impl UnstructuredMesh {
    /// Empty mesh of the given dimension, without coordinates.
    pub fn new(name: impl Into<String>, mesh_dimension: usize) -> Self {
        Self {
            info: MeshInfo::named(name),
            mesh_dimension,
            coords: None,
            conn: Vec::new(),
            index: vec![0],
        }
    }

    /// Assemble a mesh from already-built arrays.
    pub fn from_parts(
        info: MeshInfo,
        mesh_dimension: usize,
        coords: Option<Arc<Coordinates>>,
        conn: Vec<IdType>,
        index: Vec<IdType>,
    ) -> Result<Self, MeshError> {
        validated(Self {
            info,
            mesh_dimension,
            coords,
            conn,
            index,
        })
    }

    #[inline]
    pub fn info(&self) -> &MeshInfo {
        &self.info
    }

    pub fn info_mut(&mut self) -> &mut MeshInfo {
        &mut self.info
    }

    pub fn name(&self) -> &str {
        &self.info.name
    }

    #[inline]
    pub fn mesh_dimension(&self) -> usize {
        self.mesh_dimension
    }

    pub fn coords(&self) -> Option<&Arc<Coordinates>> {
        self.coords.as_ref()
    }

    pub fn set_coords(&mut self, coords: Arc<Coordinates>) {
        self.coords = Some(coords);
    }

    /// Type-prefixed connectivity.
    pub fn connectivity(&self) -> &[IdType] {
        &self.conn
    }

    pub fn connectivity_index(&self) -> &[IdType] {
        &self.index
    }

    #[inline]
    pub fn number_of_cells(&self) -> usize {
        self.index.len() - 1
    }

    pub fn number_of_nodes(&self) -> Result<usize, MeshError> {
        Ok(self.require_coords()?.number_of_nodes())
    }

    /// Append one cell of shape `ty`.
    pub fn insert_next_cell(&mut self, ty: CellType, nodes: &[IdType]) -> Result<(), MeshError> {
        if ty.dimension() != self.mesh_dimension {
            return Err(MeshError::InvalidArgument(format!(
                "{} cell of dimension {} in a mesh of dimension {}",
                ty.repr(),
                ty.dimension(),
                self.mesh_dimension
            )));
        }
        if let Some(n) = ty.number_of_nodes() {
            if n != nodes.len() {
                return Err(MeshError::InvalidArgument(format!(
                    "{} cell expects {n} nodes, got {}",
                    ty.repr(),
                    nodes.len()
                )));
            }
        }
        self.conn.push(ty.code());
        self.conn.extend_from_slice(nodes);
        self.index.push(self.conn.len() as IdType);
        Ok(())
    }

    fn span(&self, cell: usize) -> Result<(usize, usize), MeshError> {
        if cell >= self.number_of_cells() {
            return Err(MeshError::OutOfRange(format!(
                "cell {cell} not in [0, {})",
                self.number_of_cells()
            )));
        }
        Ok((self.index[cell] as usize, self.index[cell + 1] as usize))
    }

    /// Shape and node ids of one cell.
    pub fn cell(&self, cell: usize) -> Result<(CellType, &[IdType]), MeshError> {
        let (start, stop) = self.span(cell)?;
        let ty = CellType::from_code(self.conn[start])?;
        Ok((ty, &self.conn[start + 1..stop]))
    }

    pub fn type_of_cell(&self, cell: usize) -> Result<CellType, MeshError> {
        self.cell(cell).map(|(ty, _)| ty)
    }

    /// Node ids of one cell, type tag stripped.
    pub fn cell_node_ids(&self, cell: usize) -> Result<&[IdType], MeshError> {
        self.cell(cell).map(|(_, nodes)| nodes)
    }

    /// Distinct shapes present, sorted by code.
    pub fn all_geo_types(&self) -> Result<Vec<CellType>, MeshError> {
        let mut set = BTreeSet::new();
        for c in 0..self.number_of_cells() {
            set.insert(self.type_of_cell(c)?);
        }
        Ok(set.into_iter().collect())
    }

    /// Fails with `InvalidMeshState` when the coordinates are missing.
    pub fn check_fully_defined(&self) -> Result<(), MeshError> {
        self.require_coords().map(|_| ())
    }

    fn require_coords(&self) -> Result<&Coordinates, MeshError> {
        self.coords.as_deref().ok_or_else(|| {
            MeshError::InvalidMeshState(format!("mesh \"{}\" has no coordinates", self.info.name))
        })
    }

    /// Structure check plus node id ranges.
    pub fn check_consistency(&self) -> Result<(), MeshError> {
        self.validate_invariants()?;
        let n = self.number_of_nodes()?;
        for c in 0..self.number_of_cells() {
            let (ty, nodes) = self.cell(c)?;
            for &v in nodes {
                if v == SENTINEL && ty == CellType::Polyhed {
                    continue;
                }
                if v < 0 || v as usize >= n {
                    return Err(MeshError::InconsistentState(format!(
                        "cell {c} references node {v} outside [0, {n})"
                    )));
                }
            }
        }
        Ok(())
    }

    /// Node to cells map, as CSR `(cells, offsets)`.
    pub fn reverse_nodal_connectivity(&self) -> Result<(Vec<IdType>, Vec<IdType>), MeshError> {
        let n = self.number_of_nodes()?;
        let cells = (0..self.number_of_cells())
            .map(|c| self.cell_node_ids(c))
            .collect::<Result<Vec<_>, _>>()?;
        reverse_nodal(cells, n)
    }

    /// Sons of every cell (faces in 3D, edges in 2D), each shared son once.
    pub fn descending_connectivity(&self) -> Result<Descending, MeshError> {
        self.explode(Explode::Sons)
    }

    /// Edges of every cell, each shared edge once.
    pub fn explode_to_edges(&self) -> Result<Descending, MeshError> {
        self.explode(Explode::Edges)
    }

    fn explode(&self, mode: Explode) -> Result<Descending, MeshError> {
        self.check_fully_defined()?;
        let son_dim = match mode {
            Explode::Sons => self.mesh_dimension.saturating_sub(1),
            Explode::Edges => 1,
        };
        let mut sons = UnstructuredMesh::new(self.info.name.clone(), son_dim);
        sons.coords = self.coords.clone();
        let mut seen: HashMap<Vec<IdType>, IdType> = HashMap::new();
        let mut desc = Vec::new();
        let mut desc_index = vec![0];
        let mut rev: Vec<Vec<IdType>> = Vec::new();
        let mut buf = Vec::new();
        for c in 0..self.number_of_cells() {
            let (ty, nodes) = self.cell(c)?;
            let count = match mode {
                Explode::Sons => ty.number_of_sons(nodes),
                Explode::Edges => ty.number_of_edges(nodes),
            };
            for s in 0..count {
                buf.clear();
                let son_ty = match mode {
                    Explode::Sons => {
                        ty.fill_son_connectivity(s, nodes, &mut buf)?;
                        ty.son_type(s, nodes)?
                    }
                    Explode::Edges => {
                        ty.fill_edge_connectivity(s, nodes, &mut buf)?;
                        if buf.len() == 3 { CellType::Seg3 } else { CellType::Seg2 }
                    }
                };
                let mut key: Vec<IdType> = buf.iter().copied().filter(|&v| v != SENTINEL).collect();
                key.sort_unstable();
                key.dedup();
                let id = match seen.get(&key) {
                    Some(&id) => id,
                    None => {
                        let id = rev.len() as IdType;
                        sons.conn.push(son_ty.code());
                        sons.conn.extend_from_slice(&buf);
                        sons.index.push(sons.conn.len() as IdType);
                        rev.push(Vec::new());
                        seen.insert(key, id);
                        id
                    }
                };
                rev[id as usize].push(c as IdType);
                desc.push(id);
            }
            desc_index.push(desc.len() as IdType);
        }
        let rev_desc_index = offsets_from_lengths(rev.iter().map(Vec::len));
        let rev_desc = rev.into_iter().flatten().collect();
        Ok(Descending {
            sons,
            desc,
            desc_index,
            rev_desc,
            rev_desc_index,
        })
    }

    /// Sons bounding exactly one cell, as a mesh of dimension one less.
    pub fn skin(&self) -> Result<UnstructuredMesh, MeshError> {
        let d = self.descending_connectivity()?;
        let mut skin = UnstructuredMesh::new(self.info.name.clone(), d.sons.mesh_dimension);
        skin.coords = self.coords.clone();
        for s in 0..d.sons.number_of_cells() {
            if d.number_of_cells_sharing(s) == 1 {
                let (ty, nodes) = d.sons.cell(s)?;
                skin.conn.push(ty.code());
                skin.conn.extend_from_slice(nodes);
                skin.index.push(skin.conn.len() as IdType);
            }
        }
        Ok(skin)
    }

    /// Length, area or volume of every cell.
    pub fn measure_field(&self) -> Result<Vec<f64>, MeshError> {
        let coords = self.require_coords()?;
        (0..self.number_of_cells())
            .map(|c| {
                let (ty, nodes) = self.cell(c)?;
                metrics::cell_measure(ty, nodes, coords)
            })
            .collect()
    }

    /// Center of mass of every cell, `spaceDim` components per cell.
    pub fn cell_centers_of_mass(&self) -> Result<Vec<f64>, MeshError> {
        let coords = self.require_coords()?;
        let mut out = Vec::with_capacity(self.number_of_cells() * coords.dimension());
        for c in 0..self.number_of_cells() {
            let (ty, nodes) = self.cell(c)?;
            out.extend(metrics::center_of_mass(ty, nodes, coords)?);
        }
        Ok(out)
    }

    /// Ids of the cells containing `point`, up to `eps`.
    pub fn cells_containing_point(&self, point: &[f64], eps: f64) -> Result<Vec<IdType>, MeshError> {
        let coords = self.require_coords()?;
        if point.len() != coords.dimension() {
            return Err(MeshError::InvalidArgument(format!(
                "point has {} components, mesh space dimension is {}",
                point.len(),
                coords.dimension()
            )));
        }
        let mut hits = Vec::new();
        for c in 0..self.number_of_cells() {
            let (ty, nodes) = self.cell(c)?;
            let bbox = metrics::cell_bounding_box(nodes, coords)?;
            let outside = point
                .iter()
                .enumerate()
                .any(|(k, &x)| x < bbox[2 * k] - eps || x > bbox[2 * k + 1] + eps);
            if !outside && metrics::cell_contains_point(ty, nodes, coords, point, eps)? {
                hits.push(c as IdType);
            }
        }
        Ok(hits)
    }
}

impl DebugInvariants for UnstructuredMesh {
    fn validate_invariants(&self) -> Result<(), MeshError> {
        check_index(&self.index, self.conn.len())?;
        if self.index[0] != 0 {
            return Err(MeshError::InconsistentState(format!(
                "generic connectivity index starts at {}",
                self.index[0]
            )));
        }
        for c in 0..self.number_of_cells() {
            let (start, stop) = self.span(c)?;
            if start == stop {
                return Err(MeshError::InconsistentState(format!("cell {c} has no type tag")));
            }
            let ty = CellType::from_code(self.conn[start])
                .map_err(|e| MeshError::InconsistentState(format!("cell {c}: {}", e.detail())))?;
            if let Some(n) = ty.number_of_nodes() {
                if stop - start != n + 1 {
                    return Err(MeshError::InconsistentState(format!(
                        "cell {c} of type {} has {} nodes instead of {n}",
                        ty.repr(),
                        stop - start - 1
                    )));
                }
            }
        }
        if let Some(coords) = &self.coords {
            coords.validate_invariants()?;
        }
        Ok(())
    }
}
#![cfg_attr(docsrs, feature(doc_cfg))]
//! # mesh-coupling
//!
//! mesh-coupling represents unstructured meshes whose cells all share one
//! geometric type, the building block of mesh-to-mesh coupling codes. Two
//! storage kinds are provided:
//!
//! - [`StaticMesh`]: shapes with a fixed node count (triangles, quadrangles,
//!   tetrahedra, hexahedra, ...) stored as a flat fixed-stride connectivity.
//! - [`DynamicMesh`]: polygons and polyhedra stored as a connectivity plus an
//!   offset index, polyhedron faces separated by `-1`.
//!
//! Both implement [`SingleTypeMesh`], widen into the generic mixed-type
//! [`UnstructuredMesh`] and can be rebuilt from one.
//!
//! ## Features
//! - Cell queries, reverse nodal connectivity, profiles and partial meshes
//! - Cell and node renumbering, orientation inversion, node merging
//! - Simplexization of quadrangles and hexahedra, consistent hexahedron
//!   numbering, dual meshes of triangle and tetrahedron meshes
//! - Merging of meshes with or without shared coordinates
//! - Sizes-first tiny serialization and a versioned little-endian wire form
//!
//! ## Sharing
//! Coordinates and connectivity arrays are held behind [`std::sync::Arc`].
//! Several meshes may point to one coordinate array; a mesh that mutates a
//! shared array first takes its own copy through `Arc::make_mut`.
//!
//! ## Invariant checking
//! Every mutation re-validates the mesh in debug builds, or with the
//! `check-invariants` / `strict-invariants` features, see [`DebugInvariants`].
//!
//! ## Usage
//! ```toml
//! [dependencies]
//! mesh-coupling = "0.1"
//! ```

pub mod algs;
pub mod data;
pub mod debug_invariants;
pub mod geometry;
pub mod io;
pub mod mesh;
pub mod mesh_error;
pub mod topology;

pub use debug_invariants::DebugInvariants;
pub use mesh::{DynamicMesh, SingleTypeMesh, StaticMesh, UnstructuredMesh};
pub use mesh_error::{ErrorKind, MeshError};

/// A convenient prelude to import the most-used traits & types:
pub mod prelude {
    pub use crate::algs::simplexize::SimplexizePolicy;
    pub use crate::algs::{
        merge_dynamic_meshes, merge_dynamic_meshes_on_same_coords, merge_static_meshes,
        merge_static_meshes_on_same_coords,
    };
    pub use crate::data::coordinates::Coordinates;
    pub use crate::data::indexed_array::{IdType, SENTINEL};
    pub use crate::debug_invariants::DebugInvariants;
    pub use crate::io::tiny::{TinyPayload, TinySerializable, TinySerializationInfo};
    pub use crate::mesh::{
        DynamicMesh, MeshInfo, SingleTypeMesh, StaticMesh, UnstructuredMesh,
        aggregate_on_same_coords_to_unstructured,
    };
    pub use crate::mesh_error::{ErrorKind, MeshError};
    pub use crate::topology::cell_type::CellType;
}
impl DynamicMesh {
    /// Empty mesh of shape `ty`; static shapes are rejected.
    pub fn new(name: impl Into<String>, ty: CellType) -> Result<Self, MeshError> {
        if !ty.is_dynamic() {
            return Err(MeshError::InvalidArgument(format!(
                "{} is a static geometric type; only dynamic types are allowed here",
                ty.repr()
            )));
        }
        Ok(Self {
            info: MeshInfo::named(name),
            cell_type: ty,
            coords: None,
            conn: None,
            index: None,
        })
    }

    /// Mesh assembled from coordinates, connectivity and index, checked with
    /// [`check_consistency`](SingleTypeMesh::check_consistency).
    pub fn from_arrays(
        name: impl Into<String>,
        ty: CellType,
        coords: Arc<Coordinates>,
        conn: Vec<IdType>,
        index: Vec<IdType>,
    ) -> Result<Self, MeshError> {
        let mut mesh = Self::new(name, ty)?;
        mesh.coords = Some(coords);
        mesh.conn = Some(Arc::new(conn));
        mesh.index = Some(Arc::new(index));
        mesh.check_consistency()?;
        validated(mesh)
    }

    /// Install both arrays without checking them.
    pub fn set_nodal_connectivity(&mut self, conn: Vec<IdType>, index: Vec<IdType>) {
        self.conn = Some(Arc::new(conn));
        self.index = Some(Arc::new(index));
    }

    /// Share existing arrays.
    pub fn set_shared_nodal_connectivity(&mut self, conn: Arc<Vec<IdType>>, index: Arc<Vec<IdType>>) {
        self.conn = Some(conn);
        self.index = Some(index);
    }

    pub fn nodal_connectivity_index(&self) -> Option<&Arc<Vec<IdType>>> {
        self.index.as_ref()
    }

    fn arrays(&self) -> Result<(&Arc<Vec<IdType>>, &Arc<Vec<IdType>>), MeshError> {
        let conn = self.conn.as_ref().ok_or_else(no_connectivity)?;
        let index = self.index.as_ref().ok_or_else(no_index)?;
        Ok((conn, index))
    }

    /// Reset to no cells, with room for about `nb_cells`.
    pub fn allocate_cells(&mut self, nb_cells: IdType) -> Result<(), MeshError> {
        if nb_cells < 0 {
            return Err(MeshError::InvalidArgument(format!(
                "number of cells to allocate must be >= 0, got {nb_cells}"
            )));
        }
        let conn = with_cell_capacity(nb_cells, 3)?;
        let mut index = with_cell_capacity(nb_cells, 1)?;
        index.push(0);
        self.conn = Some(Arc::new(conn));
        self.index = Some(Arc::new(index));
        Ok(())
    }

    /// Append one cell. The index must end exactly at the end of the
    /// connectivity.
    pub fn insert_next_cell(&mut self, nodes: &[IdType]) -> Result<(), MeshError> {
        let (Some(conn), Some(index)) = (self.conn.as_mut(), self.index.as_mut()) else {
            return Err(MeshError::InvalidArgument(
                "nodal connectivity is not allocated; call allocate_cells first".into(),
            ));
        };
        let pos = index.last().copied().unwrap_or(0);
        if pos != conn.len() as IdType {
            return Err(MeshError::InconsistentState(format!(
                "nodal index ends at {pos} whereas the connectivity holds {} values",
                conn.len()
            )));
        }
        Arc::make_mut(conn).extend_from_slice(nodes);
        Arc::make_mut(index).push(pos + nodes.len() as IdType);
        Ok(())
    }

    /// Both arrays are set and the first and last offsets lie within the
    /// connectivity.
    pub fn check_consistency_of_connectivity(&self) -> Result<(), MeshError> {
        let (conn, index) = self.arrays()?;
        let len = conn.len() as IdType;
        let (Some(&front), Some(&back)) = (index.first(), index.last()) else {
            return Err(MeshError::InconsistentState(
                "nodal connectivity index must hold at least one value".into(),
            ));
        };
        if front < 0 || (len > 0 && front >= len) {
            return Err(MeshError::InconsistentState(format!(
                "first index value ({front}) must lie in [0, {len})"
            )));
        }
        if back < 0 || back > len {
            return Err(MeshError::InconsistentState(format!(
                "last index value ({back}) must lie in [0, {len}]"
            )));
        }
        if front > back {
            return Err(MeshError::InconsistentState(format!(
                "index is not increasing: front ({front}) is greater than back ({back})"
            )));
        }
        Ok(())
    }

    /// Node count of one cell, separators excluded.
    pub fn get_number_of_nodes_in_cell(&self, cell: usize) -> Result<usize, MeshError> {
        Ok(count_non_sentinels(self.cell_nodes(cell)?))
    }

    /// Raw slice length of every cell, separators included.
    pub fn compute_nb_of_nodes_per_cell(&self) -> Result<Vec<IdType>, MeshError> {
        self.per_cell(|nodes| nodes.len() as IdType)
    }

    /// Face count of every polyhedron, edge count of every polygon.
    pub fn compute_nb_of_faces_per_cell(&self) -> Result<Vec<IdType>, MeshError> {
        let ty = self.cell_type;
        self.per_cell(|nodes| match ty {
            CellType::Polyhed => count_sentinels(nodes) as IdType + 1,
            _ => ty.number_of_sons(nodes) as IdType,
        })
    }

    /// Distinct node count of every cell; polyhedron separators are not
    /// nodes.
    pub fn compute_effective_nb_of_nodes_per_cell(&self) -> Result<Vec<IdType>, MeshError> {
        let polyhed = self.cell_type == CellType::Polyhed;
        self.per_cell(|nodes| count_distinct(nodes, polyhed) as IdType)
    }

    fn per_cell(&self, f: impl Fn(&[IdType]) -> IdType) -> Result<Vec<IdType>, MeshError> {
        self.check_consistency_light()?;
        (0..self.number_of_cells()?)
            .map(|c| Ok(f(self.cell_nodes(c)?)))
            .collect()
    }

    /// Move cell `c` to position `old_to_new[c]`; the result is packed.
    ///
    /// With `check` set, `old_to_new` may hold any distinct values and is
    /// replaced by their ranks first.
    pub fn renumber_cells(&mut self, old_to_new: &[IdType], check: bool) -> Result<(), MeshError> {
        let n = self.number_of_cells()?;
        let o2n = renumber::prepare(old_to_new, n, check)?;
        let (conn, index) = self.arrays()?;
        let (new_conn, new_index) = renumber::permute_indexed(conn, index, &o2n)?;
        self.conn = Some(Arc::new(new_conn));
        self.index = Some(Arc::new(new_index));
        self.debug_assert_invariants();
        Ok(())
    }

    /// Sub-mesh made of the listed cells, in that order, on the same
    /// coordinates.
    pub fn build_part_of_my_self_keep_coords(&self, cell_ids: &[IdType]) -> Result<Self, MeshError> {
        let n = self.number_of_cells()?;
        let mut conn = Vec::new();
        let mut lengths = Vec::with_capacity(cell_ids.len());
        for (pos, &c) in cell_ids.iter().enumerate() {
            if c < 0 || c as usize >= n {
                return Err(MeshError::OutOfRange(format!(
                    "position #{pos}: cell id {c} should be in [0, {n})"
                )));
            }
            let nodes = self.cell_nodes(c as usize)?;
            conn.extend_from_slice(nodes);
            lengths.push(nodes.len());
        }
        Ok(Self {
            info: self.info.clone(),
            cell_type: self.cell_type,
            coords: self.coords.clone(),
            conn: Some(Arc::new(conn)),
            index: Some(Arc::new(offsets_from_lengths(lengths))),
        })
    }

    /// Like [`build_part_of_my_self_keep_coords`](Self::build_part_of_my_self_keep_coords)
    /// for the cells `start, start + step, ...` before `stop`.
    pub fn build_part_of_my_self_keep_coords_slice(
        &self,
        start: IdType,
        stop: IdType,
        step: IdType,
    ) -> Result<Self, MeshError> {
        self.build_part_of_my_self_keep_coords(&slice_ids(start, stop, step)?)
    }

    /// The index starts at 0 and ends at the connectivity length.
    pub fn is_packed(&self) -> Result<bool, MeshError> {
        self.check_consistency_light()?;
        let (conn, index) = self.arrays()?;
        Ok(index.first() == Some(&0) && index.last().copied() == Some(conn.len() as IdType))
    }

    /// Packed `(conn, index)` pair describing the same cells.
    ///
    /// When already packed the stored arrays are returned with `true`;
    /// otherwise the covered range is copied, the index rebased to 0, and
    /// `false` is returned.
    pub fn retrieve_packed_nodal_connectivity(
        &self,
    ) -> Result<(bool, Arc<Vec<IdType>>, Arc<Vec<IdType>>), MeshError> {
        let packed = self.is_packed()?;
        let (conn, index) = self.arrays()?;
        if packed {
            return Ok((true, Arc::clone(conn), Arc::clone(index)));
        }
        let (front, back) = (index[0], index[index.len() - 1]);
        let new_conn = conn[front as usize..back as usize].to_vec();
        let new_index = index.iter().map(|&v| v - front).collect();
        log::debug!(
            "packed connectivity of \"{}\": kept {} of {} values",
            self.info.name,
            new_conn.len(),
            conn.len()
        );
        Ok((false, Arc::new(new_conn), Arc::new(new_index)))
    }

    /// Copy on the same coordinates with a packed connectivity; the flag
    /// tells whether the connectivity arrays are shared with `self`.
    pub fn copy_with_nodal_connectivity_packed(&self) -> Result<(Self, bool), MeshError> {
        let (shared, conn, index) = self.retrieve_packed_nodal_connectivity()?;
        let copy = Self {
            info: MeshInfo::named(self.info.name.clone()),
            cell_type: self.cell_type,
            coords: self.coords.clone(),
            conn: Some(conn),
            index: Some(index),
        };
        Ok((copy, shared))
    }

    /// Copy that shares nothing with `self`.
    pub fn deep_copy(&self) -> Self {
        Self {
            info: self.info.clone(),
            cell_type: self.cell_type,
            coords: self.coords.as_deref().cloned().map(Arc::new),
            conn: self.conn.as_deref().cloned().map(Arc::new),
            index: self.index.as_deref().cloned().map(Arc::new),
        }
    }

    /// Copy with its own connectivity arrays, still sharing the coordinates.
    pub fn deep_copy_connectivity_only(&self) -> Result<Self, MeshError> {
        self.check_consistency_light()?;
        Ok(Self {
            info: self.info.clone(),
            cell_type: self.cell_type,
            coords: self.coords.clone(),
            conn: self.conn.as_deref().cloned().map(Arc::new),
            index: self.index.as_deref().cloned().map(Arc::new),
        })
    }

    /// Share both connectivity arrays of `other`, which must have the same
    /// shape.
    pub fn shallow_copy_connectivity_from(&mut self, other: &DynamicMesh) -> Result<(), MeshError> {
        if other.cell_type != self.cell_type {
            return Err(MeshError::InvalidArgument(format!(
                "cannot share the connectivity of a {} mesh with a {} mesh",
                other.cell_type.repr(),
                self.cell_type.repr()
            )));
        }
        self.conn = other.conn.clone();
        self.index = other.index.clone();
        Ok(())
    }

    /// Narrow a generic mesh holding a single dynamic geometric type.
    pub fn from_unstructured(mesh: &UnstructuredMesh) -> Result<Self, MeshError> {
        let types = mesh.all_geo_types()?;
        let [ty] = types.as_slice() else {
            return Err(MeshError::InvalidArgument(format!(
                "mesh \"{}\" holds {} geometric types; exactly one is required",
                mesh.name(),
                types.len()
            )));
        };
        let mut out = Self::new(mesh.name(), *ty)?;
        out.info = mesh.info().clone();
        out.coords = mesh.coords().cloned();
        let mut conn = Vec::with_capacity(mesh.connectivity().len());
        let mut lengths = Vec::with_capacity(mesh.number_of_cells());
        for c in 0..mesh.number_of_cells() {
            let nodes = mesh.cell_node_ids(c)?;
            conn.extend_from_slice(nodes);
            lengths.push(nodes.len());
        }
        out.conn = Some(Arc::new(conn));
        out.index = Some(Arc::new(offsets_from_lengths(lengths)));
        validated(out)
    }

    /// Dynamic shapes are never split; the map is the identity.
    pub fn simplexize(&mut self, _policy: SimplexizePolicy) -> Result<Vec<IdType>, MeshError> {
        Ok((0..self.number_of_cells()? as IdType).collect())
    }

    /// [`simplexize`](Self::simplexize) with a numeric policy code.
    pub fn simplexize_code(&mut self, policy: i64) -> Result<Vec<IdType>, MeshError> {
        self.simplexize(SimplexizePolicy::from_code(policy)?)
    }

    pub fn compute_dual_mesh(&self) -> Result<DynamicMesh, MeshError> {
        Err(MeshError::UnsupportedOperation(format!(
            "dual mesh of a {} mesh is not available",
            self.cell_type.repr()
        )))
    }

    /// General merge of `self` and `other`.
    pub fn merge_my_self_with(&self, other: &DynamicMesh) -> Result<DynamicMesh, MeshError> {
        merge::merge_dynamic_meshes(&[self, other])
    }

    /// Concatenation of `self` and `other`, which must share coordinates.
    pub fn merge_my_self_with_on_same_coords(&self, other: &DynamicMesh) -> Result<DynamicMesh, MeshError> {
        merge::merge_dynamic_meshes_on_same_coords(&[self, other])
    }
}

• _Task objective_: Show the lines of the entries that include the string "starts", copying each in full.

• _Your solution_:
                "generic connectivity index starts at {}",
    /// The index starts at 0 and ends at the connectivity length.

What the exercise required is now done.